## Data under study

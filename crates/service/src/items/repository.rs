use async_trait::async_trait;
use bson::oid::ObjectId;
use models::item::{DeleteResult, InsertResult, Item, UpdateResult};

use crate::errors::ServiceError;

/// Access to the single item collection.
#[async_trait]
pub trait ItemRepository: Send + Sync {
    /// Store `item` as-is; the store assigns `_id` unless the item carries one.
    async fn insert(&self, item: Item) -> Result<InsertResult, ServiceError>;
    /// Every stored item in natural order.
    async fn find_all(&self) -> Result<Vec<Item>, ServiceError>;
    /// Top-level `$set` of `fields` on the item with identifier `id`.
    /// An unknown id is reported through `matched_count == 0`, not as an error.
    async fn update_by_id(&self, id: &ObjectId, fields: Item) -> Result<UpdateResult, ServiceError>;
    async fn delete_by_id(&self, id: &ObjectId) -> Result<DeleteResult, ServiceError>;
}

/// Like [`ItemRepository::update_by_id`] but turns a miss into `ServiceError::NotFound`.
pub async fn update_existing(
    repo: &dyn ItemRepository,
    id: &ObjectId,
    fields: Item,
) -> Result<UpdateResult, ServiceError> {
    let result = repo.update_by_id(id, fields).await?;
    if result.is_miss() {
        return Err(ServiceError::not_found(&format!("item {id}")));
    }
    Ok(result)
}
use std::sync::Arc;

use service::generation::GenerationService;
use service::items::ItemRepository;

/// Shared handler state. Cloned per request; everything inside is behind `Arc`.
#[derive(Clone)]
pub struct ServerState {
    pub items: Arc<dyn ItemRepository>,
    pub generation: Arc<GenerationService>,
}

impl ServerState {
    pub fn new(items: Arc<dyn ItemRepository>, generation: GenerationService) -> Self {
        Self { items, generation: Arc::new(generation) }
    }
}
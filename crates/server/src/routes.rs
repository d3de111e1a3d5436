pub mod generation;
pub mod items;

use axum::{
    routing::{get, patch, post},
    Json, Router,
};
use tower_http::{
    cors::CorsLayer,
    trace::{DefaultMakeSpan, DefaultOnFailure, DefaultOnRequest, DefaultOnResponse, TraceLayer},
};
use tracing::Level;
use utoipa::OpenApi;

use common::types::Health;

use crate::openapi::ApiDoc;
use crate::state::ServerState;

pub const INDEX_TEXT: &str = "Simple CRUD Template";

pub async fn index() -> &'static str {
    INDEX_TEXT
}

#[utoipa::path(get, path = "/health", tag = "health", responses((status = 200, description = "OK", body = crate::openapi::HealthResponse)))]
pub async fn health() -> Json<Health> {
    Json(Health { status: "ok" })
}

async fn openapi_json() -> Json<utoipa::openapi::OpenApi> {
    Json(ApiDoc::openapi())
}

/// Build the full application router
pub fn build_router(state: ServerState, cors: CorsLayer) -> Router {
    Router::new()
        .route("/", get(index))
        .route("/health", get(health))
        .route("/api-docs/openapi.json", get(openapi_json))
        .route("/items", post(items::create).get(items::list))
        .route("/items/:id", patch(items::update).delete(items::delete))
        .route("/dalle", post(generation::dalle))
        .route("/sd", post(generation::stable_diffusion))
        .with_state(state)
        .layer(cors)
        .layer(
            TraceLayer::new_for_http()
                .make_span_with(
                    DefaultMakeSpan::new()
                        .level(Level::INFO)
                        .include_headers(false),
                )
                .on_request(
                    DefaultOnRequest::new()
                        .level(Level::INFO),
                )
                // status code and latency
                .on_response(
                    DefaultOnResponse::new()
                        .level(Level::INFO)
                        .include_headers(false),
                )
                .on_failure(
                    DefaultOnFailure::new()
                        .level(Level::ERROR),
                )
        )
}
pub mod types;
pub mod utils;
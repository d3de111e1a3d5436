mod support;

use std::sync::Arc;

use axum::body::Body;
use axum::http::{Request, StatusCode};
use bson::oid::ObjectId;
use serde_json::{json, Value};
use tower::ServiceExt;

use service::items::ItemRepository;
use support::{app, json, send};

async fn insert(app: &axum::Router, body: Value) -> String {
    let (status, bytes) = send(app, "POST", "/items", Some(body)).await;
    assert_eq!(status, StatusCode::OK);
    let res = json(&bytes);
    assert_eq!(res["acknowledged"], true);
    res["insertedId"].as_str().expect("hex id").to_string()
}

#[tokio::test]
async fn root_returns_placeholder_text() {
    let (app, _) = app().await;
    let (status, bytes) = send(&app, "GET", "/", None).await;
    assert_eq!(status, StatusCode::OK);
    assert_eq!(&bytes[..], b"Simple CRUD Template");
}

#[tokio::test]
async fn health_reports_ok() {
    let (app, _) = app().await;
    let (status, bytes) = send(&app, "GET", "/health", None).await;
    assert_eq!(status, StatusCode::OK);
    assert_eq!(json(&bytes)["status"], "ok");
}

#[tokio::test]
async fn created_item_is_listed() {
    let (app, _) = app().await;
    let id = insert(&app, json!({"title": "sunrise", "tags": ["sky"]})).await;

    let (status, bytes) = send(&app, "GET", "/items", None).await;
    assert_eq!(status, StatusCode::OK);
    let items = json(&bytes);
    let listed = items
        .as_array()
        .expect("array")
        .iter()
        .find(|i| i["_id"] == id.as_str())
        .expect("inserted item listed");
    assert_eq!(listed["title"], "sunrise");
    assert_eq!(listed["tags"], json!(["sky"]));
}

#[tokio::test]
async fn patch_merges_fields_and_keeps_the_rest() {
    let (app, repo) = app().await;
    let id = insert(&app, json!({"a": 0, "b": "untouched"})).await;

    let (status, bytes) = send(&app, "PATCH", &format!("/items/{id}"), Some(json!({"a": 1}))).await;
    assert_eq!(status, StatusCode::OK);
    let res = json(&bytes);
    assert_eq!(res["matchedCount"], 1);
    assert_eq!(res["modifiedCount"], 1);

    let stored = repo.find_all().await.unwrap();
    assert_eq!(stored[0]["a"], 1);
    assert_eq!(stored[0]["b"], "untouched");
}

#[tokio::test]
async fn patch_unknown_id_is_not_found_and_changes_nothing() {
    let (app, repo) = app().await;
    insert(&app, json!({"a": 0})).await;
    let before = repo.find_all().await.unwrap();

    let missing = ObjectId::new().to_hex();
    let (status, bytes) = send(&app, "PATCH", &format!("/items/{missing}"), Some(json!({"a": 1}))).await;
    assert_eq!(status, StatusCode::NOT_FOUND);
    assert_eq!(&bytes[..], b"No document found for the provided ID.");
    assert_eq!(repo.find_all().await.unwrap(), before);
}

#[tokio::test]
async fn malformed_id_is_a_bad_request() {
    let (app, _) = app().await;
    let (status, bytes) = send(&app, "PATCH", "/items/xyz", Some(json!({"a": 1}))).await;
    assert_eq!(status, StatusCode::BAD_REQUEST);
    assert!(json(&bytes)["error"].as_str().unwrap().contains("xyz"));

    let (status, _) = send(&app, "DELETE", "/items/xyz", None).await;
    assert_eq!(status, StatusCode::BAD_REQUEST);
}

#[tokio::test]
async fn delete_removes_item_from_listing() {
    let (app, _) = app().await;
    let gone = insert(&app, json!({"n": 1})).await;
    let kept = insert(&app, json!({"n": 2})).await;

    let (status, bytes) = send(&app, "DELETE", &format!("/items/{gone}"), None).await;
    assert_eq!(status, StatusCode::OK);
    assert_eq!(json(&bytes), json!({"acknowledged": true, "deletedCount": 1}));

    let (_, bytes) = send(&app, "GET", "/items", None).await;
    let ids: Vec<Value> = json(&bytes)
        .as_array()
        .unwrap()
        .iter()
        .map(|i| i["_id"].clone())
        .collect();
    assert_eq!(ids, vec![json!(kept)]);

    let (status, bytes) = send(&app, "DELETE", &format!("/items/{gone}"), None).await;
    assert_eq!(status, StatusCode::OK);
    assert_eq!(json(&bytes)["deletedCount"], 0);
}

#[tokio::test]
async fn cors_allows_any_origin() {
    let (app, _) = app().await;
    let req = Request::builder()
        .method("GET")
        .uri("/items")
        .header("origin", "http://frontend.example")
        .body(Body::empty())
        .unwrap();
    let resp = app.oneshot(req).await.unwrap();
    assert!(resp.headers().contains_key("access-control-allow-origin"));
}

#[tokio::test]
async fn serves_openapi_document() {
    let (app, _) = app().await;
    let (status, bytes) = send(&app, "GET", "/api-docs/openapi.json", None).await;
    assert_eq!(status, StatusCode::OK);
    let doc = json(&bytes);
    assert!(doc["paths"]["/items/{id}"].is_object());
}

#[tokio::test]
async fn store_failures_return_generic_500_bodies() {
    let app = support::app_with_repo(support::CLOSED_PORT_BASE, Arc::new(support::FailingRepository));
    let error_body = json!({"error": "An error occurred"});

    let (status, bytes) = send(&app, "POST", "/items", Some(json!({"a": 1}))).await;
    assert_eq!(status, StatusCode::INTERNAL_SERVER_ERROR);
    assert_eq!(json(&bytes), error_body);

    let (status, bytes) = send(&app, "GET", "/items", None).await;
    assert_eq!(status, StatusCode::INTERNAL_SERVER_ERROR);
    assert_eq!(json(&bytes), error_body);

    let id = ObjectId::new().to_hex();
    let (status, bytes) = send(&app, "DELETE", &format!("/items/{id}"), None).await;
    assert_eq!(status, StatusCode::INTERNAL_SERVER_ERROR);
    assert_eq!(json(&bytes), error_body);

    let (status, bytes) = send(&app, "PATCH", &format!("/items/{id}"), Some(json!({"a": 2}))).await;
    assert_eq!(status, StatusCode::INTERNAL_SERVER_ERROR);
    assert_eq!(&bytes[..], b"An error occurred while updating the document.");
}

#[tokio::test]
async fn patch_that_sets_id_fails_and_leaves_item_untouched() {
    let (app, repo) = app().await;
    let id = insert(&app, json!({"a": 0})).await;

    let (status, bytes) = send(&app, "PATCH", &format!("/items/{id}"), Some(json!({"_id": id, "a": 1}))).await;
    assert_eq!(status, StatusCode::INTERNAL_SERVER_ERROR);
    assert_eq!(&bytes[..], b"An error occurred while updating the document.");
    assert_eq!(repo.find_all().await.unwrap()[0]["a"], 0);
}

## Exercise brief
In the material above, how many lines include the string "GenerationService"? State the number alone.

## Written solution
3